October 17, 2021

Trusting Our Gut

We've heard it a thousand times. You're in a situation, you aren't sure what to do, and some self-proclaimed wise person tells you to trust your gut. But is it really that simple? 

Human intuition is powerful and can potentially be dangerous. I think I'm of sound mind and my ideas are right and so do you. But we may think completely different. So who's right? Both of us? Neither of us? That's the tough question. 

Intuition and Facts 

The Harvard Business Review published an article in 2003 entitled Don't Trust Your Gut

In the piece, the author Eric Bonabeau wrote; "One decision-making tool - human intuition - seems to offer a reliable alternative to painstaking fact gathering and analysis. Encouraged by scientific research on intuition, top managers feel increasingly confident that, when faced with complicated choices, they can just trust their gut." 

Science Based Wisdom 

Bonabeau goes on to state; "Anyone who thinks that intuition is a substitute for reason is indulging in a risky delusion." So when we trust our gut, experience, or intuition, are we doing it void of scientific realities or known facts? Or are we looking at those facts and making a judgement call through our lens and experience? Perhaps a mix of both. 

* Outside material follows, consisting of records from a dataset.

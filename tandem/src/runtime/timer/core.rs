use super::ScheduledHandle;
use super::entry::{Dispatch, EntryState, TimerEntry};
use crate::error::{Error, Result};
use crate::runtime::builder::ThreadConfig;

use std::collections::BinaryHeap;
use std::io;
use std::sync::Arc;
use std::sync::mpsc::{Receiver, RecvTimeoutError, SendError, Sender, channel};
use std::thread::JoinHandle;
use std::time::{Duration, Instant};
use tracing::{debug, trace};

/// Deadline used when `now + delay` does not fit in an `Instant`.
const FAR_FUTURE: Duration = Duration::from_secs(100 * 365 * 24 * 60 * 60);

/// Messages sent to the timer thread.
pub(crate) enum Command {
    /// Adds a one-shot entry to the queue. Its sequence is assigned on
    /// arrival.
    Schedule(TimerEntry),

    /// Drops cancelled entries from the queue.
    Purge,

    /// Stops the timer thread. Pending entries are cancelled.
    Shutdown,
}

/// The timer.
///
/// The timer runs on a dedicated thread and owns a min-heap of scheduled
/// entries. It sleeps until the earliest deadline or the next command,
/// whichever comes first, then fires every entry that is due.
///
/// It knows nothing about pause state elsewhere in the application; entries
/// fire as soon as they are due.
pub(crate) struct Timer {
    /// Channel receiving commands from submitters.
    receiver: Receiver<Command>,

    /// Min-heap of pending entries ordered by deadline.
    timers: BinaryHeap<TimerEntry>,

    /// Sequence number given to the next entry.
    next_sequence: u64,
}

/// A handle used to communicate with the timer thread.
#[derive(Clone)]
pub(crate) struct TimerHandle {
    /// Sender side of the command channel.
    sender: Sender<Command>,
}

impl TimerHandle {
    pub(crate) fn send(&self, cmd: Command) -> std::result::Result<(), SendError<Command>> {
        self.sender.send(cmd)
    }

    /// Registers `dispatch` to run on the timer thread once `delay` elapsed.
    ///
    /// # Errors
    ///
    /// Returns [`Error::ServiceShutdown`] if the timer thread has stopped.
    pub(crate) fn schedule(&self, delay: Duration, dispatch: Dispatch) -> Result<ScheduledHandle> {
        let now = Instant::now();
        let deadline = now
            .checked_add(delay)
            .unwrap_or_else(|| now + FAR_FUTURE);

        let state = Arc::new(EntryState::new());

        self.send(Command::Schedule(TimerEntry {
            deadline,
            sequence: 0,
            state: state.clone(),
            dispatch: Some(dispatch),
        }))
        .map_err(|_| Error::ServiceShutdown)?;

        trace!(?delay, "entry scheduled");

        Ok(ScheduledHandle {
            state,
            timer: self.clone(),
        })
    }
}

impl Timer {
    fn new(receiver: Receiver<Command>) -> Self {
        Self {
            receiver,
            timers: BinaryHeap::new(),
            next_sequence: 0,
        }
    }

    /// Starts the timer thread and returns a handle to it.
    pub(crate) fn start(config: &ThreadConfig) -> io::Result<(TimerHandle, JoinHandle<()>)> {
        let (sender, receiver) = channel();

        let thread = config.builder("timer").spawn(move || {
            let mut timer = Timer::new(receiver);
            timer.run();
        })?;

        Ok((TimerHandle { sender }, thread))
    }

    /// Main timer loop.
    ///
    /// The loop performs the following steps:
    /// 1. Wait for a command, at most until the earliest deadline
    /// 2. Apply the command
    /// 3. Fire expired entries
    fn run(&mut self) {
        debug!("timer thread started");

        loop {
            let timeout = self
                .timers
                .peek()
                .map(|t| t.deadline.saturating_duration_since(Instant::now()));

            let received = match timeout {
                Some(timeout) => self.receiver.recv_timeout(timeout),
                None => self
                    .receiver
                    .recv()
                    .map_err(|_| RecvTimeoutError::Disconnected),
            };

            match received {
                Ok(Command::Schedule(mut entry)) => {
                    entry.sequence = self.next_sequence;
                    self.next_sequence += 1;

                    self.timers.push(entry);
                }
                Ok(Command::Purge) => {
                    self.timers.retain(|entry| !entry.state.is_cancelled());
                }
                Ok(Command::Shutdown) | Err(RecvTimeoutError::Disconnected) => break,
                Err(RecvTimeoutError::Timeout) => {}
            }

            self.fire_expired();
        }

        let cancelled = self.cancel_pending() + self.cancel_late();
        debug!(cancelled, "timer thread stopped");
    }

    /// Pops and fires every entry whose deadline has passed.
    fn fire_expired(&mut self) {
        let now = Instant::now();

        while self.timers.peek().is_some_and(|t| t.deadline <= now) {
            let Some(entry) = self.timers.pop() else {
                break;
            };

            if entry.fire() {
                trace!("scheduled entry fired");
            }
        }
    }

    /// Cancels every entry still in the queue and returns how many there were.
    fn cancel_pending(&mut self) -> usize {
        self.timers
            .drain()
            .filter(|entry| entry.state.try_cancel())
            .count()
    }

    /// Cancels entries that reached the channel after `Shutdown`.
    ///
    /// Anything sent once the receiver is gone fails to send and is
    /// cancelled when the entry drops.
    fn cancel_late(&mut self) -> usize {
        let mut cancelled = 0;

        while let Ok(command) = self.receiver.try_recv() {
            if let Command::Schedule(entry) = command {
                if entry.state.try_cancel() {
                    cancelled += 1;
                }
            }
        }

        cancelled
    }
}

When you think of something you tried for the first time in your career. Perhaps a new gig or new department; maybe it was a new concept or project. Did you go blindly into the abyss ignoring all facts in front of your or did you measure what you could then made a judgement call on the direction? 

Dreamers and Billionaires 

We look at people like Elon Musk, Oprah Winfrey, and Jeff Bezos and call them visionaries. But I'm of the mind to suggest they didn't create an electric car company, rocket corporation, media empire, and online shopping conglomerate in a vacuum without facts and realities. I agree with Bonabeau that we can't just fly off the handle in the face of contradictory facts and trust our gut. But our intuition gets at least a vote. 

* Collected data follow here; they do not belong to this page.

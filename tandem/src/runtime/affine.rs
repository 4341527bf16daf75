//! Affine runner.
//!
//! Work submitted here runs on one designated thread, the *affinity thread*
//! that owns render or UI state. This crate never runs that work by itself:
//! the owning render/update loop calls [`AffineRunner::process_queued`] once
//! per tick, and every job queued at that point runs to completion, in
//! submission order, before the call returns.
//!
//! If no loop ever calls `process_queued`, queued work never runs.

use crate::error::{Error, Result};
use crate::runtime::task::{Job, Task, TaskHandle};

use parking_lot::Mutex;
use std::collections::VecDeque;
use std::mem;
use std::sync::atomic::{AtomicBool, Ordering};
use std::sync::{Arc, OnceLock};
use std::thread::{self, ThreadId};
use tracing::{debug, trace};

/// Identity of the affinity thread.
///
/// Unbound until the first drain, or until it is bound explicitly.
pub(crate) struct AffinityThread {
    owner: OnceLock<ThreadId>,
}

impl AffinityThread {
    fn new() -> Self {
        Self {
            owner: OnceLock::new(),
        }
    }

    /// Binds the current thread if no thread is bound yet, and returns the
    /// bound thread.
    pub(crate) fn bind(&self) -> ThreadId {
        *self.owner.get_or_init(|| {
            debug!(thread = ?thread::current().id(), "affinity thread bound");
            thread::current().id()
        })
    }

    /// Returns `true` if the current thread is the bound affinity thread.
    pub(crate) fn is_current(&self) -> bool {
        self.owner.get() == Some(&thread::current().id())
    }
}

/// Jobs waiting for the affinity thread, and whether new jobs are accepted.
struct Backlog {
    jobs: VecDeque<Job>,
    closed: bool,
}

/// Queues work for the affinity thread.
pub(crate) struct AffineRunner {
    backlog: Mutex<Backlog>,

    thread: Arc<AffinityThread>,

    /// Set while `process_queued` runs, to turn nested drains into no-ops.
    draining: AtomicBool,
}

impl AffineRunner {
    pub(crate) fn new() -> Self {
        Self {
            backlog: Mutex::new(Backlog {
                jobs: VecDeque::new(),
                closed: false,
            }),
            thread: Arc::new(AffinityThread::new()),
            draining: AtomicBool::new(false),
        }
    }

    /// Queues `work` for the next drain and returns its handle immediately.
    ///
    /// # Errors
    ///
    /// Returns [`Error::ServiceShutdown`] once the runner is closed.
    pub(crate) fn submit<F, T>(&self, work: F) -> Result<TaskHandle<T>>
    where
        F: FnOnce() -> T + Send + 'static,
        T: Send + 'static,
    {
        let (job, handle) = Task::new(work, Some(self.thread.clone()));
        self.push(job)?;
        Ok(handle)
    }

    /// Queues an already built job.
    pub(crate) fn push(&self, job: Job) -> Result<()> {
        let mut backlog = self.backlog.lock();

        if backlog.closed {
            return Err(Error::ServiceShutdown);
        }

        backlog.jobs.push_back(job);
        trace!(pending = backlog.jobs.len(), "job queued for the affinity thread");

        Ok(())
    }

    /// Binds the calling thread as the affinity thread.
    ///
    /// Returns `false` if another thread is already bound.
    pub(crate) fn bind(&self) -> bool {
        self.thread.bind() == thread::current().id()
    }

    /// Number of jobs waiting for the next drain.
    pub(crate) fn pending(&self) -> usize {
        self.backlog.lock().jobs.len()
    }

    /// Runs every job queued before this call, in submission order.
    ///
    /// Jobs submitted while draining run on the next call. A call made from
    /// inside an affine job returns `0` without running anything.
    ///
    /// Returns the number of jobs that actually ran; cancelled jobs are
    /// skipped.
    ///
    /// # Panics
    ///
    /// Panics if called from a thread other than the affinity thread. The
    /// first thread to call this method becomes the affinity thread.
    pub(crate) fn process_queued(&self) -> usize {
        let owner = self.thread.bind();

        assert!(
            owner == thread::current().id(),
            "process_queued must be called on the affinity thread"
        );

        if self.draining.swap(true, Ordering::AcqRel) {
            return 0;
        }

        let batch = mem::take(&mut self.backlog.lock().jobs);

        let mut ran = 0;
        for job in batch {
            if job.run() {
                ran += 1;
            }
        }

        self.draining.store(false, Ordering::Release);

        if ran > 0 {
            trace!(ran, "affinity queue drained");
        }

        ran
    }

    /// Stops accepting jobs and returns the jobs that never ran.
    ///
    /// Dropping the returned jobs cancels their tasks.
    pub(crate) fn close(&self) -> Vec<Job> {
        let mut backlog = self.backlog.lock();
        backlog.closed = true;
        backlog.jobs.drain(..).collect()
    }
}

#[cfg(test)]
mod tests {
    use super::*;

    #[test]
    fn drains_in_submission_order() {
        let runner = AffineRunner::new();
        let log = Arc::new(Mutex::new(Vec::new()));

        for name in ["a", "b", "c"] {
            let log = log.clone();
            runner.submit(move || log.lock().push(name)).unwrap();
        }

        assert_eq!(runner.pending(), 3);
        assert_eq!(runner.process_queued(), 3);
        assert_eq!(*log.lock(), ["a", "b", "c"]);
        assert_eq!(runner.pending(), 0);
    }

    #[test]
    fn first_drain_binds_the_thread() {
        let runner = AffineRunner::new();

        assert!(!runner.thread.is_current());
        runner.process_queued();
        assert!(runner.thread.is_current());
        assert!(runner.bind());
    }

    #[test]
    fn cancelled_jobs_are_not_counted() {
        let runner = AffineRunner::new();
        let skipped = runner.submit(|| 1).unwrap();
        let kept = runner.submit(|| 2).unwrap();

        assert!(skipped.cancel());
        assert_eq!(runner.process_queued(), 1);
        assert_eq!(kept.wait().unwrap(), 2);
    }

    #[test]
    fn close_rejects_and_returns_backlog() {
        let runner = AffineRunner::new();
        let queued = runner.submit(|| 1).unwrap();

        let leftover = runner.close();
        assert_eq!(leftover.len(), 1);
        drop(leftover);

        assert!(queued.wait().unwrap_err().is_cancelled());
        assert!(runner.submit(|| 2).unwrap_err().is_shutdown());
    }
}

If you want to test your gut, asking others for their opinions may just add their gut into the mix and then you may be even further from a successful solution. But as President Regan famously stated, trust but verify. We should keep ourselves in check by checking with the facts. Eventually we'll have to make a decision and it may not always be successful. But one thing is for sure.

Indecision can create doubt even in our gut. __________________________________________________________________

October 7, 2021

Destination: Home Office

Over a dozen years ago, I wrote a bunch of articles for a national Canadian newspaper publication. I stumbled on my notes recently and one of the pieces rang true with regards to the current state of affairs. With the onslaught of Covid-19 over 18 months ago, many (most?) of us had to re-adjust our working environment and many (most?) have remained in that scenario. 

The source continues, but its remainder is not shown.